> Message: 2
> From: "boddhisatva" <boddhisatva at netzero.net>
> To: <lbo-talk at lbo-talk.org>
> Date: Fri, 19 Sep 2003 15:30:32 -0700
> Subject: [lbo-talk] parecon
> Reply-To: lbo-talk at lbo-talk.org
>
>
>
> Doug wrote:
>
> "Speaking of which, Michael Albert is standing by to join the list for
> a discussion of parecon. I'd like to do that but I thought I'd ask -
> how much interest is there here?"
>
> Very much interest as long as somebody defines parecon for me.
>
> On the article itself, I almost feel I can dismiss it out of hand. This
> theory of a techno-managerial "class" is just wrong. Any worker can (and
> many workers do) serve the owning class above and beyond making them
> profits. Any worker can serve the cultural and social aims of the bosses.

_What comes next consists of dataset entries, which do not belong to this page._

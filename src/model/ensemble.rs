use serde::Deserialize;
use std::path::Path;
use tracing::{info, trace};

use super::{read_json, LabelPredictor};
use crate::error::ModelError;
use crate::features::{FeatureVector, FEATURE_COUNT};

/// A node of a regression tree
#[derive(Debug, Clone, PartialEq, Deserialize)]
#[serde(untagged)]
pub enum TreeNode {
    /// Goes to `yes` when `features[split] < threshold`, to `missing` on NaN
    Split {
        split: usize,
        threshold: f64,
        yes: usize,
        no: usize,
        #[serde(default)]
        missing: Option<usize>,
    },
    Leaf {
        leaf: f64,
    },
}

#[derive(Debug, Clone, PartialEq, Deserialize)]
pub struct Tree {
    pub nodes: Vec<TreeNode>,
}

/// Gradient-boosted binary classifier over the URL feature vector
///
/// The margin is `logit(base_score)` plus the sum of the leaf reached in
/// every tree; the predicted label is 1 when `sigmoid(margin) > 0.5`.
#[derive(Debug, Clone, PartialEq, Deserialize)]
pub struct TreeEnsemble {
    #[serde(default = "default_base_score")]
    base_score: f64,
    trees: Vec<Tree>,
}

fn default_base_score() -> f64 {
    0.5
}

impl TreeEnsemble {
    /// Loads and validates an ensemble exported as JSON
    pub fn load(path: impl AsRef<Path>) -> Result<Self, ModelError> {
        let path = path.as_ref();
        let model: Self = read_json(path)?;
        model.validate()?;
        info!("Loaded tree ensemble with {} trees from {}", model.trees.len(), path.display());
        Ok(model)
    }

    /// Decodes and validates an ensemble from a JSON string
    pub fn from_json(json: &str) -> Result<Self, ModelError> {
        let model: Self = serde_json::from_str(json).map_err(ModelError::Decode)?;
        model.validate()?;
        Ok(model)
    }

    pub fn tree_count(&self) -> usize {
        self.trees.len()
    }

    /// Checks the structural invariants evaluation relies on
    ///
    /// Children must come after their parent, which rules out cycles.
    pub fn validate(&self) -> Result<(), ModelError> {
        if self.trees.is_empty() {
            return Err(ModelError::Invalid("ensemble has no trees".to_string()));
        }
        if !(self.base_score > 0.0 && self.base_score < 1.0) {
            return Err(ModelError::Invalid(format!(
                "base_score {} must lie strictly between 0 and 1",
                self.base_score
            )));
        }

        for (t, tree) in self.trees.iter().enumerate() {
            if tree.nodes.is_empty() {
                return Err(ModelError::Invalid(format!("tree {} has no nodes", t)));
            }
            for (i, node) in tree.nodes.iter().enumerate() {
                let TreeNode::Split { split, yes, no, missing, .. } = node else {
                    continue;
                };
                if *split >= FEATURE_COUNT {
                    return Err(ModelError::Invalid(format!(
                        "tree {} node {} splits on feature {} (only {} features)",
                        t, i, split, FEATURE_COUNT
                    )));
                }
                for child in [Some(*yes), Some(*no), *missing].into_iter().flatten() {
                    if child <= i || child >= tree.nodes.len() {
                        return Err(ModelError::Invalid(format!(
                            "tree {} node {} has invalid child {}",
                            t, i, child
                        )));
                    }
                }
            }
        }
        Ok(())
    }

    /// Raw score before the logistic transform
    pub fn margin(&self, features: &FeatureVector) -> Result<f64, ModelError> {
        let base = (self.base_score / (1.0 - self.base_score)).ln();
        self.trees.iter().try_fold(base, |acc, tree| {
            Ok(acc + leaf_value(tree, features.as_slice())?)
        })
    }

    /// Probability of the malicious class
    pub fn probability(&self, features: &FeatureVector) -> Result<f64, ModelError> {
        let margin = self.margin(features)?;
        Ok(1.0 / (1.0 + (-margin).exp()))
    }
}

impl LabelPredictor for TreeEnsemble {
    fn predict(&self, features: &FeatureVector) -> Result<i64, ModelError> {
        let probability = self.probability(features)?;
        trace!("Ensemble probability: {:.4}", probability);
        Ok(if probability > 0.5 { 1 } else { 0 })
    }
}

fn leaf_value(tree: &Tree, features: &[f64]) -> Result<f64, ModelError> {
    let mut index = 0;
    // Validation guarantees children follow parents, so a leaf is reached
    // within nodes.len() steps
    for _ in 0..tree.nodes.len() {
        match tree.nodes.get(index) {
            Some(TreeNode::Leaf { leaf }) => return Ok(*leaf),
            Some(TreeNode::Split { split, threshold, yes, no, missing }) => {
                let value = *features.get(*split).ok_or_else(|| {
                    ModelError::Inference(format!("feature {} out of range", split))
                })?;
                index = if value.is_nan() {
                    missing.unwrap_or(*yes)
                } else if value < *threshold {
                    *yes
                } else {
                    *no
                };
            }
            None => {
                return Err(ModelError::Inference(format!("node {} out of range", index)));
            }
        }
    }
    Err(ModelError::Inference("tree walk did not reach a leaf".to_string()))
}

#[cfg(test)]
mod tests {
    use super::*;

    // One stump on url_length (feature 0) and one on has_suspicious_word (11)
    const MODEL: &str = r#"{
        "base_score": 0.5,
        "trees": [
            {"nodes": [
                {"split": 0, "threshold": 60.0, "yes": 1, "no": 2},
                {"leaf": -1.0},
                {"leaf": 0.8}
            ]},
            {"nodes": [
                {"split": 11, "threshold": 0.5, "yes": 1, "no": 2, "missing": 1},
                {"leaf": -0.5},
                {"leaf": 1.5}
            ]}
        ]
    }"#;

    fn vector(length: f64, suspicious: f64) -> FeatureVector {
        let mut values = [0.0; FEATURE_COUNT];
        values[0] = length;
        values[11] = suspicious;
        FeatureVector::from_values(values)
    }

    #[test]
    fn test_predicts_labels() {
        let model = TreeEnsemble::from_json(MODEL).unwrap();
        assert_eq!(model.tree_count(), 2);

        assert_eq!(model.predict(&vector(20.0, 0.0)).unwrap(), 0);
        assert_eq!(model.predict(&vector(90.0, 1.0)).unwrap(), 1);
        // -1.0 + 1.5 = 0.5 > 0
        assert_eq!(model.predict(&vector(20.0, 1.0)).unwrap(), 1);
        // 0.8 - 0.5 = 0.3 > 0
        assert_eq!(model.predict(&vector(90.0, 0.0)).unwrap(), 1);
    }

    #[test]
    fn test_margin_and_missing_values() {
        let model = TreeEnsemble::from_json(MODEL).unwrap();

        assert!((model.margin(&vector(20.0, 0.0)).unwrap() - (-1.5)).abs() < 1e-12);
        // NaN follows the explicit missing branch
        assert!((model.margin(&vector(20.0, f64::NAN)).unwrap() - (-1.5)).abs() < 1e-12);
        let p = model.probability(&vector(20.0, 0.0)).unwrap();
        assert!(p > 0.0 && p < 0.5);
    }

    #[test]
    fn test_rejects_invalid_models() {
        let no_trees = r#"{"trees": []}"#;
        assert!(matches!(TreeEnsemble::from_json(no_trees), Err(ModelError::Invalid(_))));

        let bad_feature = r#"{"trees": [{"nodes": [
            {"split": 25, "threshold": 1.0, "yes": 1, "no": 2}, {"leaf": 0.0}, {"leaf": 1.0}
        ]}]}"#;
        assert!(matches!(TreeEnsemble::from_json(bad_feature), Err(ModelError::Invalid(_))));

        let cycle = r#"{"trees": [{"nodes": [
            {"split": 0, "threshold": 1.0, "yes": 0, "no": 1}, {"leaf": 1.0}
        ]}]}"#;
        assert!(matches!(TreeEnsemble::from_json(cycle), Err(ModelError::Invalid(_))));

        let bad_base = r#"{"base_score": 1.0, "trees": [{"nodes": [{"leaf": 0.0}]}]}"#;
        assert!(matches!(TreeEnsemble::from_json(bad_base), Err(ModelError::Invalid(_))));

        assert!(matches!(TreeEnsemble::from_json("not json"), Err(ModelError::Decode(_))));
    }

    #[test]
    fn test_load_missing_file() {
        let result = TreeEnsemble::load("does/not/exist.json");
        assert!(matches!(result, Err(ModelError::Io { .. })));
    }
}
//! Helpers for running child processes with timeouts and bounded output.

use std::io::{Read, Write};
use std::process::{Command, ExitStatus, Stdio};
use std::thread;
use std::time::Duration;

use anyhow::{Context, Result, anyhow};
use tracing::{debug, instrument, warn};
use wait_timeout::ChildExt;

/// Captured child process output.
#[derive(Debug)]
pub struct CommandOutput {
    pub status: ExitStatus,
    pub stdout: Vec<u8>,
    pub stderr: Vec<u8>,
    pub stdout_truncated: usize,
    pub stderr_truncated: usize,
    pub timed_out: bool,
}

impl CommandOutput {
    /// Combined stdout and stderr rendered for a structured result, with
    /// truncation notices appended.
    pub fn rendered(&self, label: &str) -> String {
        let mut buf = String::from_utf8_lossy(&self.stdout).into_owned();
        if self.stdout_truncated > 0 {
            buf.push_str(&format!(
                "\n[{label} stdout truncated {} bytes]\n",
                self.stdout_truncated
            ));
        }
        if !self.stderr.is_empty() {
            if !buf.is_empty() {
                buf.push('\n');
            }
            buf.push_str(&String::from_utf8_lossy(&self.stderr));
        }
        if self.stderr_truncated > 0 {
            buf.push_str(&format!(
                "\n[{label} stderr truncated {} bytes]\n",
                self.stderr_truncated
            ));
        }
        buf
    }
}

/// Run a command with a timeout and capture stdout/stderr without risking pipe
/// deadlocks.
///
/// Output is read concurrently while the child runs. `output_limit_bytes`
/// bounds the amount of stdout/stderr stored in memory (bytes beyond this are
/// discarded while still draining the pipe).
#[instrument(skip_all, fields(timeout_secs = timeout.as_secs(), output_limit_bytes))]
pub fn run_command_with_timeout(
    mut cmd: Command,
    stdin: Option<&[u8]>,
    timeout: Duration,
    output_limit_bytes: usize,
) -> Result<CommandOutput> {
    if stdin.is_some() {
        cmd.stdin(Stdio::piped());
    } else {
        cmd.stdin(Stdio::null());
    }
    cmd.stdout(Stdio::piped()).stderr(Stdio::piped());

    debug!("spawning child process");
    let mut child = cmd.spawn().context("spawn command")?;

    if let Some(input) = stdin {
        let mut child_stdin = child
            .stdin
            .take()
            .ok_or_else(|| anyhow!("stdin was not piped"))?;
        child_stdin.write_all(input).context("write stdin")?;
        // Dropping the handle closes the pipe so the child sees EOF.
    }

    let stdout = child
        .stdout
        .take()
        .ok_or_else(|| anyhow!("stdout was not piped"))?;
    let stderr = child
        .stderr
        .take()
        .ok_or_else(|| anyhow!("stderr was not piped"))?;

    let stdout_handle = thread::spawn(move || read_stream_limited(stdout, output_limit_bytes));
    let stderr_handle = thread::spawn(move || read_stream_limited(stderr, output_limit_bytes));

    let mut timed_out = false;
    let status = match child.wait_timeout(timeout).context("wait for command")? {
        Some(status) => status,
        None => {
            warn!(timeout_secs = timeout.as_secs(), "command timed out, killing");
            timed_out = true;
            child.kill().context("kill command")?;
            child.wait().context("wait command after kill")?
        }
    };

    let (stdout, stdout_truncated) = join_output(stdout_handle).context("join stdout")?;
    let (stderr, stderr_truncated) = join_output(stderr_handle).context("join stderr")?;

    if stdout_truncated > 0 || stderr_truncated > 0 {
        warn!(stdout_truncated, stderr_truncated, "output truncated");
    }

    debug!(exit_code = ?status.code(), timed_out, "command finished");
    Ok(CommandOutput {
        status,
        stdout,
        stderr,
        stdout_truncated,
        stderr_truncated,
        timed_out,
    })
}

fn join_output(handle: thread::JoinHandle<Result<(Vec<u8>, usize)>>) -> Result<(Vec<u8>, usize)> {
    match handle.join() {
        Ok(result) => result,
        Err(_) => Err(anyhow!("output reader thread panicked")),
    }
}

fn read_stream_limited<R: Read>(mut reader: R, limit: usize) -> Result<(Vec<u8>, usize)> {
    let mut buf = Vec::new();
    let mut truncated = 0usize;
    let mut chunk = [0u8; 8192];

    loop {
        let n = reader.read(&mut chunk).context("read output")?;
        if n == 0 {
            break;
        }
        let remaining = limit.saturating_sub(buf.len());
        if remaining > 0 {
            let keep = n.min(remaining);
            buf.extend_from_slice(&chunk[..keep]);
            truncated += n.saturating_sub(keep);
        } else {
            truncated += n;
        }
    }

    Ok((buf, truncated))
}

> The significance of the techno-managerial group is that they have skills
> which capitalists need for their own work (such as finance and law) or
that
> they are "keystone" workers, meaning they are a small number of workers
with
> crucial technical skills, thus forcing capitalists not to push them too
> hard. Furthermore, culturally, the capitalist cult of "meritocracy"
demands
> that capitalists associate themselves with those whom the society admires.
>
> I think the premise of the article is completely unsupported by the
> evidence. Communist countries produced plenty of highly skilled people
> relative to countries at a comparable level of development and spreading
> those skills around did absolutely nothing to make the Soviet Union et al
> more democratic. The reason is quite simply control of the means of
> production/capital. The Party had it and nobody else did. That made them
> the ruling class. The question for parecon is what will justify someone's
> sitting at the table when it comes time to make decisions about the means
of
> production. In capitalism it's money. In Soviet-style statism it's rank
in
> the military-industrial elite. In socialism, anarcho-syndicalism, parecon
> or whatever you want to call it, it has to be something different.
>
>
> peace,
>
> boddi
But I think your ignoring the evidence that exists within capitalism. Your
view of capital/ownership of production as being the only currency of power
in capitalism is very one dementional. You ignore that fact that those with
a high level of skill in a profession can wield more power than those who
don't. I think your mistaken if you think that someone with an MBA, an
accounting degree, or a skill in computor science doesn't have more power
within business than front line workers in manufacturing or those doing
janitorial work. But I would concede that those who weild the most power do
so through the control of capital and the ownership of production. But I
think its possible to work out problems in advance logically without having
to be tied to impirical evidence. Which brings me to the question I think
Albert and Hanel asked when they came up with parecon, if your working
towards a true democratic model of self-management, what is going to keep
those with higher expertise and knowlege from dominating the decision
process and in the end becoming a an elite group or class with more
privileges and power?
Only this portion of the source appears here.